Brief
Provide again, from the entries below, every line from the one containing "use std::collections::HashMap;" through the one containing "shared behind an", exactly as written, and no other line.

··· Data shown ···

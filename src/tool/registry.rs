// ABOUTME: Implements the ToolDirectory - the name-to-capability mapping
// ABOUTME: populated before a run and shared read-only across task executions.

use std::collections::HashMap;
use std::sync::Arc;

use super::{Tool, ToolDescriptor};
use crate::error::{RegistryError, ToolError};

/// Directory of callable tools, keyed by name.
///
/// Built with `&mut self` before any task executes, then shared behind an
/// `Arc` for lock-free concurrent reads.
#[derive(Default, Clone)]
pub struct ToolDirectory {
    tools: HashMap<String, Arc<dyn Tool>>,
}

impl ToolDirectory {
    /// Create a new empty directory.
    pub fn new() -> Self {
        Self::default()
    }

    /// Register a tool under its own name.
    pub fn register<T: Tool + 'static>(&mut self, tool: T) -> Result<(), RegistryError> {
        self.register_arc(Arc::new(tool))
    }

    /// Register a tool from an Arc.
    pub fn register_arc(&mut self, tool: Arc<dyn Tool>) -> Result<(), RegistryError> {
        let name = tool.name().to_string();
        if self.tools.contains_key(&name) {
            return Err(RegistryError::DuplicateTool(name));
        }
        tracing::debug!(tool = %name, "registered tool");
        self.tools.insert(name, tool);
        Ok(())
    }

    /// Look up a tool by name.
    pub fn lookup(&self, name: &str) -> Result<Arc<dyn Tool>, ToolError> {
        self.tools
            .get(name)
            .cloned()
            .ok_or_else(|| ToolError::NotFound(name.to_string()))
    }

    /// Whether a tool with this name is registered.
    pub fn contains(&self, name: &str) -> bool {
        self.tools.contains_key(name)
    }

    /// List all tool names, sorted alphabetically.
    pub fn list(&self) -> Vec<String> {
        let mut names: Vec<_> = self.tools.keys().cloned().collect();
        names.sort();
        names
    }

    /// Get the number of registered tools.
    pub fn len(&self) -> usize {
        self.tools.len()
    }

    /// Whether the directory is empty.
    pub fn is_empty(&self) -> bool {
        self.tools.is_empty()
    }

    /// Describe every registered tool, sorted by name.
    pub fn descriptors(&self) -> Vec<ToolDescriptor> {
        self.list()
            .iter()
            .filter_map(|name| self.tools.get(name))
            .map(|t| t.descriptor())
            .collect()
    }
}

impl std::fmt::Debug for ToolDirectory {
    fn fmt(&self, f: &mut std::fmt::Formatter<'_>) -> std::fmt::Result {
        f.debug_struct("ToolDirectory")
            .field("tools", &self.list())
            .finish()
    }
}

···
··· Data shown ···

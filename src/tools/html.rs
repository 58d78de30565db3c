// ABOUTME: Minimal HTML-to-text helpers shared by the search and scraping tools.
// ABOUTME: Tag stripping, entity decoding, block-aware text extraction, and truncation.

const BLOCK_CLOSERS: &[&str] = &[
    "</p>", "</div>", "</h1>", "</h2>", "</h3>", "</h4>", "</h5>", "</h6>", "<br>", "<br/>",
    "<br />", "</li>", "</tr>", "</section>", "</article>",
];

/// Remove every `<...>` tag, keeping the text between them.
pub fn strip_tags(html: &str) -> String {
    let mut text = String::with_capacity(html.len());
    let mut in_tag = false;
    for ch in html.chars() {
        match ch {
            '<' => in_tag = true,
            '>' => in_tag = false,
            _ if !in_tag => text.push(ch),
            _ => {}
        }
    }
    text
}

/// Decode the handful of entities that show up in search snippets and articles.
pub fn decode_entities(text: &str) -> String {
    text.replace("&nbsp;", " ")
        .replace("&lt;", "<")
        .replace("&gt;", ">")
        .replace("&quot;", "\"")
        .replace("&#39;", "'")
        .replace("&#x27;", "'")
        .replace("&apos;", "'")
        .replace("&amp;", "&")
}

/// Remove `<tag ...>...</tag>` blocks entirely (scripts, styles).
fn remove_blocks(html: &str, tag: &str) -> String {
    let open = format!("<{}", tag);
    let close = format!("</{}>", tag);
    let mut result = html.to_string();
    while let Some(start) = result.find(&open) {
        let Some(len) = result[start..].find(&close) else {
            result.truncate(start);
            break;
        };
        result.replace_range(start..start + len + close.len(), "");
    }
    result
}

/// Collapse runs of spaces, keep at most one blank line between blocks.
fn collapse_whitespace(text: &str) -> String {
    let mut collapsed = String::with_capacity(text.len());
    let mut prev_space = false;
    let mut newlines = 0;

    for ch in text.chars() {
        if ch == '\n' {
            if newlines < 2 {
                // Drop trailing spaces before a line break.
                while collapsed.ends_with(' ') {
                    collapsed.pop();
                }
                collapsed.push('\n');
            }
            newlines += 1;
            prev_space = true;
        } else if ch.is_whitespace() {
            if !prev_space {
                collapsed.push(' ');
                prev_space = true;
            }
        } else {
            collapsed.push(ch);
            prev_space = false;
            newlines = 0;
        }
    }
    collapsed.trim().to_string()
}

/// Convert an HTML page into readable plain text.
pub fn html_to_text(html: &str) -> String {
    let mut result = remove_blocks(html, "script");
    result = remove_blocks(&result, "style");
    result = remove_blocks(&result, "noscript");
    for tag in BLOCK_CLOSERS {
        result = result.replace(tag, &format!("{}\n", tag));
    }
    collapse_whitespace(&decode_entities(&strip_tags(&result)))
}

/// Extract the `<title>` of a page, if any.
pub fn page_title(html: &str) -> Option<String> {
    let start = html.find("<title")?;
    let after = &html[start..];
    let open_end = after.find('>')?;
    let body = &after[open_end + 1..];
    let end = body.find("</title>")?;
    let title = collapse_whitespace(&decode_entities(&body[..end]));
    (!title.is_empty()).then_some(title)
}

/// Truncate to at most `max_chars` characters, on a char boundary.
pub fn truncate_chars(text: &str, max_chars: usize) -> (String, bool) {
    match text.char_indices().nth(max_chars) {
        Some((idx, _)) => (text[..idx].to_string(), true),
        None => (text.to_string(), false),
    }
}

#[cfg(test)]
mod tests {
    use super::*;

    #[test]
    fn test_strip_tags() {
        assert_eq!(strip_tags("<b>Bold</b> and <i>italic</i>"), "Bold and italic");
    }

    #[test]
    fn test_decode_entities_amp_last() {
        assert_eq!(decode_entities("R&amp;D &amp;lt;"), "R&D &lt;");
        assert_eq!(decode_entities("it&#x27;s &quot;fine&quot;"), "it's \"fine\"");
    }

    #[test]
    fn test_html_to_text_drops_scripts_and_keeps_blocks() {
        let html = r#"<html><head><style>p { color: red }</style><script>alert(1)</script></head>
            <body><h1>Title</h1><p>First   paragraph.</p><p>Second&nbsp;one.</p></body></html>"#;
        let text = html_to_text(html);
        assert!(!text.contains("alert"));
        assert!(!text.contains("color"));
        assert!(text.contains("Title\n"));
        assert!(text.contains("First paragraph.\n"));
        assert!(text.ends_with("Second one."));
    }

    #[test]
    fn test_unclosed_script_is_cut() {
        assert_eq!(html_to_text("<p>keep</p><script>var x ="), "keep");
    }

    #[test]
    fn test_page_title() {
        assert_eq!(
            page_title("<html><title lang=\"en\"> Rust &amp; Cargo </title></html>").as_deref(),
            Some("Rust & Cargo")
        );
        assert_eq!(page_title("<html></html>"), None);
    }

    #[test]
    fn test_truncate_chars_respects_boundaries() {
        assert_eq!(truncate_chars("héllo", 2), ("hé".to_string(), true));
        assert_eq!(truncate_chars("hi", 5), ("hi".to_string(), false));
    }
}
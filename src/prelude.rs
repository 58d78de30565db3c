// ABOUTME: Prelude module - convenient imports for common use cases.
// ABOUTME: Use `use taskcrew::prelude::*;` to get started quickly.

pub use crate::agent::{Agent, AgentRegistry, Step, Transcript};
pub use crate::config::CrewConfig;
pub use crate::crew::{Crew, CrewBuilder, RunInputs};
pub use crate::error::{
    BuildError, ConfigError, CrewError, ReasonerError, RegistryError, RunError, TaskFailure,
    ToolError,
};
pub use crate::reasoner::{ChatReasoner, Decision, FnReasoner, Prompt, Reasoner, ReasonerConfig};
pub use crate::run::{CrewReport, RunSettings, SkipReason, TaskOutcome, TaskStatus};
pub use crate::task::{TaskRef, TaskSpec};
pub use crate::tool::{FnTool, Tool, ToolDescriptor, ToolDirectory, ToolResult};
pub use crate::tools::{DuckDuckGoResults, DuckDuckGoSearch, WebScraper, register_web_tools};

···

Task response
use std::collections::HashMap;
use std::sync::Arc;

use super::{Tool, ToolDescriptor};
use crate::error::{RegistryError, ToolError};

/// Directory of callable tools, keyed by name.
///
/// Built with `&mut self` before any task executes, then shared behind an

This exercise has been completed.